→ Task prompt: Within the records below is a range that opens at the line with "pub fn at(now: DateTime<Utc>)" and closes at the line with "out.push(AdminEvent::new(event, name));". Return that range word for word, both ends included, and only that range.

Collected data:
►

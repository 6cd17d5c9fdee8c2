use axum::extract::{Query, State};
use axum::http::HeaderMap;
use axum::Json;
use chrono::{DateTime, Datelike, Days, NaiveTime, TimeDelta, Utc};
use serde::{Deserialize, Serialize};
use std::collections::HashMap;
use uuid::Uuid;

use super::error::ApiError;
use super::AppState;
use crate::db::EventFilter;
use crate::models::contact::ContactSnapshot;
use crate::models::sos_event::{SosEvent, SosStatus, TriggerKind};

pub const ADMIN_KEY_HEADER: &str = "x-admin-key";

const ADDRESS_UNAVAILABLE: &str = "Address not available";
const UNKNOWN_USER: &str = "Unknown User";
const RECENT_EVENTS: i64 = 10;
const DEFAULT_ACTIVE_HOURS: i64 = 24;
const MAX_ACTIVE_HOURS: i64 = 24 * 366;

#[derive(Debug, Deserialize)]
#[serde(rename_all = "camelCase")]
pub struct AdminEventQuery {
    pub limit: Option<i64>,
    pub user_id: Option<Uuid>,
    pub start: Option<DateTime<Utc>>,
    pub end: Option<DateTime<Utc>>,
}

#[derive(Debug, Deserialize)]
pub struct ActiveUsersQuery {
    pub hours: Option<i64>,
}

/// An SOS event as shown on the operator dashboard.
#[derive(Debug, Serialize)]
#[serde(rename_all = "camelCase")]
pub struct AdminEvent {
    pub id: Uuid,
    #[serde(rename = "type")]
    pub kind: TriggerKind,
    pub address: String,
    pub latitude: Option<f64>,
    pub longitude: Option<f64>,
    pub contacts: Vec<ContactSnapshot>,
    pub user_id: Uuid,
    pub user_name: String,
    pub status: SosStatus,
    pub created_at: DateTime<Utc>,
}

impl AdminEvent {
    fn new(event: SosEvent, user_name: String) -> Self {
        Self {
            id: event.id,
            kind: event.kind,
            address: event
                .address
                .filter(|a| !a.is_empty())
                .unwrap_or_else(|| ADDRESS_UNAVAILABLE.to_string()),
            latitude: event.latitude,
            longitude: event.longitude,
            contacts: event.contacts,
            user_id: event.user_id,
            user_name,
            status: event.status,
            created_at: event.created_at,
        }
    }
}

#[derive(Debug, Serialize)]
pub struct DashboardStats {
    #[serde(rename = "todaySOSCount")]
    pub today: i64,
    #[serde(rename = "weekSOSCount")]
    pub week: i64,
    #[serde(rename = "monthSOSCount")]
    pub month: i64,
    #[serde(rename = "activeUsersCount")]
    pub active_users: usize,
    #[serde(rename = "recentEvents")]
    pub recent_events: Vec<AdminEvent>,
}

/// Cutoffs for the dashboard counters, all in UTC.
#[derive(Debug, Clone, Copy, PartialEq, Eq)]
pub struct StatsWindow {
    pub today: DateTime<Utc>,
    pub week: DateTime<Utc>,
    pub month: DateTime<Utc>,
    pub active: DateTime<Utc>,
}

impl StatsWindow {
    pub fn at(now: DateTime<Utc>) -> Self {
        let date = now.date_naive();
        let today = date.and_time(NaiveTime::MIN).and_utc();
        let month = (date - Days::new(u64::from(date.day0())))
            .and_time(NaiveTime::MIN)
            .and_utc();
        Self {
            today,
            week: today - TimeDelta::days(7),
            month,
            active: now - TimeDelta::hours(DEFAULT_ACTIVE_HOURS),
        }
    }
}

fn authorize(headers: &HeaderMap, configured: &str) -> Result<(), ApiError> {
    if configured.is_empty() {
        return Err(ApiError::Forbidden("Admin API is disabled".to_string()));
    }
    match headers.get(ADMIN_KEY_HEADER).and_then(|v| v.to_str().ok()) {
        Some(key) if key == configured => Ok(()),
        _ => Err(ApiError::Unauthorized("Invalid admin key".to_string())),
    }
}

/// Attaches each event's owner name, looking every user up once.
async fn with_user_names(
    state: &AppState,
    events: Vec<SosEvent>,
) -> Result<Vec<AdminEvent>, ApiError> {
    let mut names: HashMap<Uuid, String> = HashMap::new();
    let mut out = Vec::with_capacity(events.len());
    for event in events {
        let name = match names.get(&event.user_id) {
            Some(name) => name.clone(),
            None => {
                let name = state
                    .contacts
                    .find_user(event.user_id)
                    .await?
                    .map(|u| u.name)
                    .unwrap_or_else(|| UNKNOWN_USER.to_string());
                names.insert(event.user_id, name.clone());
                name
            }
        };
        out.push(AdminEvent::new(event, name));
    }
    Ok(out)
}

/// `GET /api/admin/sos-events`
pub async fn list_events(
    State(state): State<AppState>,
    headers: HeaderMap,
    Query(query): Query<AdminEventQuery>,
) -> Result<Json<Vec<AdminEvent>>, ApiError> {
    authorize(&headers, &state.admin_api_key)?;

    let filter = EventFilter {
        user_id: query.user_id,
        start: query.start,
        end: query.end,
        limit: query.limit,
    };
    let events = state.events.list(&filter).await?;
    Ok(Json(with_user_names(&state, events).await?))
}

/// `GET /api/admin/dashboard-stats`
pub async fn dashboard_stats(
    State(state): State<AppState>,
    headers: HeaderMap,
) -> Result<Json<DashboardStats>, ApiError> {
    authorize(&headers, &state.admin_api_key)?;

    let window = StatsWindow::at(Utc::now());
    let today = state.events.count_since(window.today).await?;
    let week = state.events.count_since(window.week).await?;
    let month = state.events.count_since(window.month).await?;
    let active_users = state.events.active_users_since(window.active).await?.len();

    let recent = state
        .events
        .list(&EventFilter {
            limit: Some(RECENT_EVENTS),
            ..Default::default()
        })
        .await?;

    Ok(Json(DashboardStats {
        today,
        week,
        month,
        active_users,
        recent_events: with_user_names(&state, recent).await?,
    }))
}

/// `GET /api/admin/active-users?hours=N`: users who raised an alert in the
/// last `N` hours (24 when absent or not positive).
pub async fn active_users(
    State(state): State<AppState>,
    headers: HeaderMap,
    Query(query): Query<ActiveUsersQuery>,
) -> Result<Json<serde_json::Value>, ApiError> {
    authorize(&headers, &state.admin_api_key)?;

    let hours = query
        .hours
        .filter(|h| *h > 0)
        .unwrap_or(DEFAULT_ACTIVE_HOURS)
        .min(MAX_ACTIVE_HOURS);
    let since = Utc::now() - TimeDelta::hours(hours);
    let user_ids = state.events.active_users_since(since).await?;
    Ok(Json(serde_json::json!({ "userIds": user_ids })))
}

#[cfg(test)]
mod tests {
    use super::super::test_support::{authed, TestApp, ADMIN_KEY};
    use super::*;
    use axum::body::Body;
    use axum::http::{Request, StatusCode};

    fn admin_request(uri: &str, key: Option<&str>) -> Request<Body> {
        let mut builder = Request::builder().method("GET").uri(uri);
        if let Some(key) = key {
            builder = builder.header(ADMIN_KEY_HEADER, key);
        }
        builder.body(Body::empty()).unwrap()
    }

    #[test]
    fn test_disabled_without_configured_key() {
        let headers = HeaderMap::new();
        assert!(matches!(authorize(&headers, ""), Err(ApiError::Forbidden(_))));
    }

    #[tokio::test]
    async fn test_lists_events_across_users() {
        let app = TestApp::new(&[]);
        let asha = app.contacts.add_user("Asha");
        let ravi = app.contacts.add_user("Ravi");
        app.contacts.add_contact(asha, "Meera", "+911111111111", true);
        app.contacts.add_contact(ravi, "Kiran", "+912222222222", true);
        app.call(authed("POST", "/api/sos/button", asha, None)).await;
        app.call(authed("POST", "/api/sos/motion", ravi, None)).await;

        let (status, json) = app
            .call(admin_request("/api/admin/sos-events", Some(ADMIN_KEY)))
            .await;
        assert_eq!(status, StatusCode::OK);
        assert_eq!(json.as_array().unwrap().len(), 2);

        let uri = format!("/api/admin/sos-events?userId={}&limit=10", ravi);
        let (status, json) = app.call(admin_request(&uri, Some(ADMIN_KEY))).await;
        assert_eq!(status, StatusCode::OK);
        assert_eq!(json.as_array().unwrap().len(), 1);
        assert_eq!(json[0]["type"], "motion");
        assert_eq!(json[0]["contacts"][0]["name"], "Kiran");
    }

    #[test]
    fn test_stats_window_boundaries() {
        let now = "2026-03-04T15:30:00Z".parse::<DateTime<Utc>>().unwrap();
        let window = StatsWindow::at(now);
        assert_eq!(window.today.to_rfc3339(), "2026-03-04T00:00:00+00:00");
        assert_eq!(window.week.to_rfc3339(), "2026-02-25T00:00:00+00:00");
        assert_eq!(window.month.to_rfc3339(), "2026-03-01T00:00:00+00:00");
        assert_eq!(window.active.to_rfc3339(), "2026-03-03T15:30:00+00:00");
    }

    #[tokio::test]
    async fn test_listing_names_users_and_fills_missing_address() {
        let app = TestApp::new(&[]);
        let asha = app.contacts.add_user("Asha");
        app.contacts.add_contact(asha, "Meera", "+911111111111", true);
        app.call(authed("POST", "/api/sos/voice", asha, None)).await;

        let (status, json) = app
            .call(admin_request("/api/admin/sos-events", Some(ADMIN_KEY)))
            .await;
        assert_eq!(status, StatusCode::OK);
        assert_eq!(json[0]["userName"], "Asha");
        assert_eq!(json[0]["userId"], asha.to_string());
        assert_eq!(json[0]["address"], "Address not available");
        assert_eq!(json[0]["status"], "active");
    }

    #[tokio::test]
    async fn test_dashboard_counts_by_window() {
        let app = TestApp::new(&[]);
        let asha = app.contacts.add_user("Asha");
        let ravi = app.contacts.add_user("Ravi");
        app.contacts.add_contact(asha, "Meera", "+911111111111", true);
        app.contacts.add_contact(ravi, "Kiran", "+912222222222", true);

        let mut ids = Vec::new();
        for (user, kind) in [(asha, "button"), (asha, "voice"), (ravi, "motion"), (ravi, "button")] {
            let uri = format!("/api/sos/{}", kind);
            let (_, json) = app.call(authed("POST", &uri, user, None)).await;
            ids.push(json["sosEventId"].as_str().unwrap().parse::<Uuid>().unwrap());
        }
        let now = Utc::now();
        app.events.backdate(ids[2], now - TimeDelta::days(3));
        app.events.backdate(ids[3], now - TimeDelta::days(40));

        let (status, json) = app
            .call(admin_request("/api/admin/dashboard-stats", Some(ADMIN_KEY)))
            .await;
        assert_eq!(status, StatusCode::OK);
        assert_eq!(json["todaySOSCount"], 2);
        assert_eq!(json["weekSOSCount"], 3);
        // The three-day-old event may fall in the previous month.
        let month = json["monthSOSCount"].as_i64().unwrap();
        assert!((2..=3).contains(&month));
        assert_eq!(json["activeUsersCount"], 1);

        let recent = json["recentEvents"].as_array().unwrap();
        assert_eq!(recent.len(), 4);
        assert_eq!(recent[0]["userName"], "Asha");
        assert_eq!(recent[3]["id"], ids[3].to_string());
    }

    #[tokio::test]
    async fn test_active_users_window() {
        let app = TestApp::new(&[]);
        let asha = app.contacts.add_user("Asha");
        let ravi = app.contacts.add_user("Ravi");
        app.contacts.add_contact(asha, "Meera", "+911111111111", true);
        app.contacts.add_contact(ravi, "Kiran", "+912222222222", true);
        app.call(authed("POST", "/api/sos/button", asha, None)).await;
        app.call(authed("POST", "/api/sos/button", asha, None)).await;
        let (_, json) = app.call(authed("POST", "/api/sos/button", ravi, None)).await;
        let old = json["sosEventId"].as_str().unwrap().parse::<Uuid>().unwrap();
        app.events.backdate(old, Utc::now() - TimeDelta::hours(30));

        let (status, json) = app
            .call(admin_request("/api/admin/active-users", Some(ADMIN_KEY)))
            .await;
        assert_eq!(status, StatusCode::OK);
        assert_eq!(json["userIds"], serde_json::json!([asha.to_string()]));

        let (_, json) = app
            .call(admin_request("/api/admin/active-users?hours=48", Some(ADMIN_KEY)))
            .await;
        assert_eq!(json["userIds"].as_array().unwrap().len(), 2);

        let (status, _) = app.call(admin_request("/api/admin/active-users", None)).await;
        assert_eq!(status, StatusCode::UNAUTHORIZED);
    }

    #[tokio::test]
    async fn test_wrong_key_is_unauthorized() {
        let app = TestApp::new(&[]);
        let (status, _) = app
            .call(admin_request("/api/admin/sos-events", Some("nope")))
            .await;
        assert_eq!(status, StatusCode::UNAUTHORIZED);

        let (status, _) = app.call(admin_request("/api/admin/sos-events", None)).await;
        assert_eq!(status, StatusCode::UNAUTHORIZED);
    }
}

◄

→ Task answer:
    pub fn at(now: DateTime<Utc>) -> Self {
        let date = now.date_naive();
        let today = date.and_time(NaiveTime::MIN).and_utc();
        let month = (date - Days::new(u64::from(date.day0())))
            .and_time(NaiveTime::MIN)
            .and_utc();
        Self {
            today,
            week: today - TimeDelta::days(7),
            month,
            active: now - TimeDelta::hours(DEFAULT_ACTIVE_HOURS),
        }
    }
}

fn authorize(headers: &HeaderMap, configured: &str) -> Result<(), ApiError> {
    if configured.is_empty() {
        return Err(ApiError::Forbidden("Admin API is disabled".to_string()));
    }
    match headers.get(ADMIN_KEY_HEADER).and_then(|v| v.to_str().ok()) {
        Some(key) if key == configured => Ok(()),
        _ => Err(ApiError::Unauthorized("Invalid admin key".to_string())),
    }
}

/// Attaches each event's owner name, looking every user up once.
async fn with_user_names(
    state: &AppState,
    events: Vec<SosEvent>,
) -> Result<Vec<AdminEvent>, ApiError> {
    let mut names: HashMap<Uuid, String> = HashMap::new();
    let mut out = Vec::with_capacity(events.len());
    for event in events {
        let name = match names.get(&event.user_id) {
            Some(name) => name.clone(),
            None => {
                let name = state
                    .contacts
                    .find_user(event.user_id)
                    .await?
                    .map(|u| u.name)
                    .unwrap_or_else(|| UNKNOWN_USER.to_string());
                names.insert(event.user_id, name.clone());
                name
            }
        };
        out.push(AdminEvent::new(event, name));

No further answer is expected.